Dutch chemist (1860-1938)

Johannes van Laar (10 July 1860 – 9 December 1938) was a Dutch chemist who is best known for the equations regarding chemical activity. Van Laar equation is named after him.

== Biography ==

Van Laar's parents died when he was still a minor, his mother in 1862 when he was about 2-years-old and his father in 1873 when he was about 13-years-old. From that point on his uncle N. A. Rost van Tonningen was responsible for him. He finished school in 1876 and joined the Royal Naval Institute at Willemsoord. After several trips on steam ships and reaching the rank of a sub-lieutenant he asked for discharge when he became of age.
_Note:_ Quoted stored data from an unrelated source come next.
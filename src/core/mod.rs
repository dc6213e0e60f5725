//! core
//!
//! Domain types and the diff/lineage algorithms.
//!
//! # Modules
//!
//! - [`types`] - Strong types ([`types::VersionId`], [`types::LineageEdge`])
//! - [`snapshot`] - Flat localization tables and the legacy text format
//! - [`diff`] - Structural diff between two snapshots
//! - [`lineage`] - Predecessor-chain walk with manual corrections
//! - [`index`] - Reverse lineage index (predecessor -> successors)
//! - [`config`] - User configuration schema and loading
//! - [`paths`] - Centralized cache-directory layout

pub mod config;
pub mod diff;
pub mod index;
pub mod lineage;
pub mod paths;
pub mod snapshot;
pub mod types;

pub use diff::Delta;
pub use index::ReverseIndex;
pub use lineage::LineageError;
pub use snapshot::Snapshot;
pub use types::{LineageEdge, TypeError, VersionId};
//! cli::commands
//!
//! Command handlers. Each handler is a synchronous wrapper that builds a
//! tokio runtime and blocks on the matching pipeline stage.

pub mod compare;
pub mod completion;
pub mod lineage_cmd;
pub mod stages;

use anyhow::Result;

use super::args::Command;
use super::Context;

/// Dispatch a parsed command to its handler.
pub fn dispatch(command: Command, ctx: &Context) -> Result<()> {
    match command {
        Command::Generate => stages::generate(ctx),
        Command::Fetch => stages::fetch(ctx),
        Command::Extract => stages::extract(ctx),
        Command::Diff => stages::diff(ctx),
        Command::Assets => stages::assets(ctx),
        Command::Lineage => lineage_cmd::lineage(ctx),
        Command::Compare {
            current,
            predecessor,
        } => compare::compare(&current, &predecessor),
        Command::Completion { shell } => completion::completion(shell),
    }
}
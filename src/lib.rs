//! Langtrail - localization history extraction and diffing for game clients
//!
//! Langtrail downloads historical client archives, extracts the localization
//! table shipped in each one, and computes structured diffs between
//! successive versions by walking the external version-history manifest.
//!
//! # Architecture
//!
//! The codebase follows a layered architecture:
//!
//! - [`cli`] - Command-line interface layer (parses args, delegates to pipeline)
//! - [`pipeline`] - Orchestrates Fetch -> Extract -> Diff -> Assets stages
//! - [`core`] - Domain types, diff engine, lineage walk, reverse index
//! - [`manifest`] - Abstraction for the remote version manifest service
//! - [`archive`] - Localization extraction from client archives
//! - [`store`] - On-disk artifact cache (snapshots, deltas, indexes)
//! - [`ui`] - Output utilities
//!
//! # Correctness Invariants
//!
//! Langtrail maintains the following invariants:
//!
//! 1. The lineage walk terminates at the configured root or fails loudly
//! 2. A persisted delta is never recomputed for the same edge
//! 3. Artifacts are written atomically; a crashed run leaves no torn files
//! 4. Diff output is deterministic byte-for-byte for identical snapshots

pub mod archive;
pub mod cli;
pub mod core;
pub mod manifest;
pub mod pipeline;
pub mod store;
pub mod ui;
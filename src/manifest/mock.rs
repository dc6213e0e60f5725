//! manifest::mock
//!
//! In-memory manifest source for tests.
//!
//! # Design
//!
//! Fixtures are registered up front; every trait method answers from the
//! in-memory tables and never touches the network. Unknown keys answer
//! [`ManifestError::NotFound`], which lets tests exercise the fatal-walk
//! paths without a transport.
//!
//! # Example
//!
//! ```
//! use langtrail::core::types::VersionId;
//! use langtrail::manifest::mock::MockManifestSource;
//! use langtrail::manifest::ManifestSource;
//!
//! # tokio_test::block_on(async {
//! let mut mock = MockManifestSource::new();
//! mock.declare_chain(&["1.1", "1.0", "b1.0"]);
//!
//! let detail = mock
//!     .version_detail(&VersionId::new("1.1").unwrap())
//!     .await
//!     .unwrap();
//! assert_eq!(detail.previous, vec!["1.0"]);
//! # });
//! ```

use async_trait::async_trait;
use std::collections::BTreeMap;
use std::sync::Mutex;

use super::traits::{
    AssetObject, ManifestError, ManifestSource, VersionDescriptor, VersionDetail, VersionManifest,
    VersionPackage,
};
use crate::core::types::VersionId;

/// In-memory manifest source.
#[derive(Debug, Default)]
pub struct MockManifestSource {
    versions: Vec<VersionDescriptor>,
    details: BTreeMap<String, VersionDetail>,
    packages: BTreeMap<String, VersionPackage>,
    asset_tables: BTreeMap<String, BTreeMap<String, AssetObject>>,
    blobs: BTreeMap<String, Vec<u8>>,
    /// URLs requested through `download`, for assertions.
    downloads_seen: Mutex<Vec<String>>,
}

impl MockManifestSource {
    /// Create an empty mock.
    pub fn new() -> Self {
        Self::default()
    }

    /// Register a manifest listing entry.
    pub fn add_version(&mut self, descriptor: VersionDescriptor) {
        self.versions.push(descriptor);
    }

    /// Register a per-version detail document.
    pub fn add_detail(&mut self, id: &str, detail: VersionDetail) {
        self.details.insert(id.to_string(), detail);
    }

    /// Register a version package behind a descriptor URL.
    pub fn add_package(&mut self, url: &str, package: VersionPackage) {
        self.packages.insert(url.to_string(), package);
    }

    /// Register an asset index object table.
    pub fn add_asset_table(&mut self, url: &str, objects: BTreeMap<String, AssetObject>) {
        self.asset_tables.insert(url.to_string(), objects);
    }

    /// Register downloadable bytes.
    pub fn add_blob(&mut self, url: &str, bytes: impl Into<Vec<u8>>) {
        self.blobs.insert(url.to_string(), bytes.into());
    }

    /// Declare a plain predecessor chain, newest first.
    ///
    /// Registers a listing entry for the newest id and a detail document
    /// for every link except the last (the chain root).
    pub fn declare_chain(&mut self, chain: &[&str]) {
        if let Some(newest) = chain.first() {
            self.add_version(VersionDescriptor {
                id: newest.to_string(),
                omni_id: None,
                kind: "release".to_string(),
                url: format!("https://mock.invalid/package/{newest}.json"),
            });
        }
        for pair in chain.windows(2) {
            self.add_detail(
                pair[0],
                VersionDetail {
                    previous: vec![pair[1].to_string()],
                    downloads: None,
                },
            );
        }
    }

    /// URLs requested through `download`, in request order.
    pub fn downloads_seen(&self) -> Vec<String> {
        self.downloads_seen.lock().unwrap().clone()
    }
}

#[async_trait]
impl ManifestSource for MockManifestSource {
    async fn manifest(&self) -> Result<VersionManifest, ManifestError> {
        Ok(VersionManifest {
            versions: self.versions.clone(),
        })
    }

    async fn version_detail(&self, id: &VersionId) -> Result<VersionDetail, ManifestError> {
        self.details
            .get(id.as_str())
            .cloned()
            .ok_or_else(|| ManifestError::NotFound(format!("detail for {id}")))
    }

    async fn version_package(&self, url: &str) -> Result<VersionPackage, ManifestError> {
        self.packages
            .get(url)
            .cloned()
            .ok_or_else(|| ManifestError::NotFound(url.to_string()))
    }

    async fn asset_objects(
        &self,
        url: &str,
    ) -> Result<BTreeMap<String, AssetObject>, ManifestError> {
        self.asset_tables
            .get(url)
            .cloned()
            .ok_or_else(|| ManifestError::NotFound(url.to_string()))
    }

    async fn download(&self, url: &str) -> Result<Vec<u8>, ManifestError> {
        self.downloads_seen.lock().unwrap().push(url.to_string());
        self.blobs
            .get(url)
            .cloned()
            .ok_or_else(|| ManifestError::NotFound(url.to_string()))
    }

    fn resource_url(&self, hash: &str) -> String {
        format!("https://mock.invalid/resources/{hash}")
    }
}
//! manifest::traits
//!
//! Manifest source trait and wire types.
//!
//! # Design
//!
//! The manifest service publishes three document shapes:
//!
//! - the **manifest listing**: every known version with its type
//!   classification and a detail URL
//! - the **per-version detail**: an ordered predecessor list plus download
//!   and asset-index references
//! - the **version package**: the upstream launcher document a descriptor's
//!   `url` points at, carrying the asset-index reference used by the
//!   translation-assets stage
//!
//! Wire field names follow the service (`omniId`, `assetIndex`); Rust names
//! follow this crate.
//!
//! # Example
//!
//! ```ignore
//! use langtrail::manifest::{ManifestSource, ManifestError};
//!
//! async fn newest(source: &dyn ManifestSource) -> Result<String, ManifestError> {
//!     let manifest = source.manifest().await?;
//!     Ok(manifest.versions[0].version_id().to_string())
//! }
//! ```

use async_trait::async_trait;
use serde::{Deserialize, Serialize};
use std::collections::BTreeMap;
use thiserror::Error;

use crate::core::types::VersionId;

/// Errors from manifest operations.
#[derive(Debug, Error)]
pub enum ManifestError {
    /// The requested document was not found.
    #[error("not found: {0}")]
    NotFound(String),

    /// The service answered with a non-success status.
    #[error("service error: {status} for {url}")]
    ServiceError {
        /// HTTP status code
        status: u16,
        /// Requested URL
        url: String,
    },

    /// The document did not parse as the expected shape.
    #[error("malformed document from {url}: {message}")]
    Malformed {
        /// Requested URL
        url: String,
        /// Parse failure detail
        message: String,
    },

    /// Network or connection error.
    #[error("network error: {0}")]
    Network(String),
}

/// The manifest listing.
#[derive(Debug, Clone, Serialize, Deserialize)]
pub struct VersionManifest {
    /// Known versions, newest first.
    pub versions: Vec<VersionDescriptor>,
}

/// One entry of the manifest listing.
#[derive(Debug, Clone, Serialize, Deserialize)]
pub struct VersionDescriptor {
    /// Launcher-facing identifier.
    pub id: String,
    /// Disambiguated identifier covering re-used launcher ids; preferred
    /// when present.
    #[serde(rename = "omniId", default, skip_serializing_if = "Option::is_none")]
    pub omni_id: Option<String>,
    /// Type classification (`release`, `snapshot`, `old_beta`, `old_alpha`).
    #[serde(rename = "type")]
    pub kind: String,
    /// Detail-document URL (the upstream version package).
    pub url: String,
}

impl VersionDescriptor {
    /// The identifier used for artifacts: the disambiguated id when the
    /// service provides one, otherwise the launcher id.
    pub fn version_id(&self) -> &str {
        self.omni_id.as_deref().unwrap_or(&self.id)
    }

    /// True for the pre-archive era that never shipped usable client data.
    pub fn is_old_alpha(&self) -> bool {
        self.kind == "old_alpha"
    }

    /// True for eras with launcher asset indexes (release and snapshot).
    pub fn has_asset_era(&self) -> bool {
        self.kind != "old_alpha" && self.kind != "old_beta"
    }
}

/// Per-version detail document.
#[derive(Debug, Clone, Default, Serialize, Deserialize)]
pub struct VersionDetail {
    /// Declared predecessors, most relevant first.
    #[serde(default)]
    pub previous: Vec<String>,
    /// Client/server download references.
    #[serde(default, skip_serializing_if = "Option::is_none")]
    pub downloads: Option<Downloads>,
}

impl VersionDetail {
    /// The client archive download, if this version shipped one.
    pub fn client_download(&self) -> Option<&ClientDownload> {
        self.downloads.as_ref().and_then(|d| d.client.as_ref())
    }
}

/// Download references of a version detail.
#[derive(Debug, Clone, Default, Serialize, Deserialize)]
pub struct Downloads {
    /// The client archive.
    #[serde(default, skip_serializing_if = "Option::is_none")]
    pub client: Option<ClientDownload>,
}

/// One downloadable artifact reference.
#[derive(Debug, Clone, Serialize, Deserialize)]
pub struct ClientDownload {
    /// Direct download URL.
    pub url: String,
}

/// The upstream launcher document behind a descriptor's `url`.
#[derive(Debug, Clone, Default, Serialize, Deserialize)]
pub struct VersionPackage {
    /// Asset-index reference, absent for the oldest versions.
    #[serde(
        rename = "assetIndex",
        default,
        skip_serializing_if = "Option::is_none"
    )]
    pub asset_index: Option<AssetIndexRef>,
}

/// Reference to an asset index.
#[derive(Debug, Clone, Serialize, Deserialize)]
pub struct AssetIndexRef {
    /// Index identifier (e.g. `1.19`, or the special `pre-1.6`).
    pub id: String,
    /// Content hash of the index document.
    pub sha1: String,
    /// Index document URL.
    pub url: String,
}

impl AssetIndexRef {
    /// Special index id for versions whose translations live inside the jar.
    pub const PRE_ASSETS_ID: &'static str = "pre-1.6";

    /// True when translations must be extracted from the client archive
    /// instead of downloaded from the resource host.
    pub fn is_pre_assets(&self) -> bool {
        self.id == Self::PRE_ASSETS_ID
    }

    /// Locator string recorded in the assets index for this reference.
    pub fn locator(&self) -> String {
        format!("{}/{}", self.id, self.sha1)
    }
}

/// One entry of an asset index's object table.
#[derive(Debug, Clone, Serialize, Deserialize)]
pub struct AssetObject {
    /// Content hash addressing the object on the resource host.
    pub hash: String,
}

/// Remote manifest service.
///
/// Implementations must be safe to share across await points; the pipeline
/// holds one source for a whole run.
#[async_trait]
pub trait ManifestSource: Send + Sync {
    /// Fetch the manifest listing.
    async fn manifest(&self) -> Result<VersionManifest, ManifestError>;

    /// Fetch the per-version detail document.
    async fn version_detail(&self, id: &VersionId) -> Result<VersionDetail, ManifestError>;

    /// Fetch the launcher version package behind a descriptor URL.
    ///
    /// Some historical descriptor URLs answer with an HTML error page; that
    /// surfaces as [`ManifestError::Malformed`] and callers may skip the
    /// version.
    async fn version_package(&self, url: &str) -> Result<VersionPackage, ManifestError>;

    /// Fetch an asset index's object table.
    async fn asset_objects(&self, url: &str)
        -> Result<BTreeMap<String, AssetObject>, ManifestError>;

    /// Download raw bytes (client archives, translation files, resources).
    async fn download(&self, url: &str) -> Result<Vec<u8>, ManifestError>;

    /// URL of a content-addressed resource on the resource host.
    fn resource_url(&self, hash: &str) -> String;
}
//! cli
//!
//! Command-line interface layer for Langtrail.
//!
//! # Responsibilities
//!
//! - Parse command-line arguments and global flags
//! - Delegate to command handlers
//! - Does NOT talk to the network or the store directly
//!
//! # Architecture
//!
//! The CLI layer is thin. It parses arguments via clap, loads configuration,
//! and dispatches to the [`crate::pipeline`] stages. Commands are synchronous
//! wrappers that build a tokio runtime and block on one async pipeline call.

pub mod args;
pub mod commands;

pub use args::{Cli, Shell};

use anyhow::Result;

use crate::core::config::Config;
use crate::ui::Verbosity;

/// Resolved global flags shared by every command.
pub struct Context {
    /// Loaded user configuration (flag overrides applied).
    pub config: Config,
    /// Output verbosity.
    pub verbosity: Verbosity,
}

/// Run the CLI application.
///
/// This is the main entry point called from `main.rs`.
pub fn run() -> Result<()> {
    let cli = Cli::parse_args();

    let mut config = Config::load(cli.config.as_deref())?;
    if let Some(dir) = &cli.cache_dir {
        config.cache_dir = Some(dir.clone());
    }

    let ctx = Context {
        config,
        verbosity: Verbosity::from_flags(cli.quiet, cli.debug),
    };

    commands::dispatch(cli.command, &ctx)
}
Van Laar started his studies of physics, chemistry and mathematics at the University of Amsterdam in 1891. Johannes van der Waals, and Jacobus Henricus van 't Hoff both were professors at that University in that time.

His education deprived him from obtaining a Ph.D. and therefore a career at a Dutch University was nearly impossible. After being a teacher at a middle school he became unsalaried lecturer at the University of Amsterdam 1898 and assistant of Bakhuis Roozeboom in 1902. Van der Waals opposed several of the promotions of Van Laar, for example becoming a paid lecturer in 1902 and after the death of Roozeboom the attempt to get lecturer for mathematical chemistry in 1907. Van Laar was appointed lecturer of mathematics in 1907 but was rejected becoming professor in 1910. This rejection lead to a mental breakdown and had to resign his position. He went to Tavel-sur-Clarens in Switzerland until his death in 1938, at 78 years old.

In 1930 he became a member of the Royal Netherlands Academy of Arts and Sciences.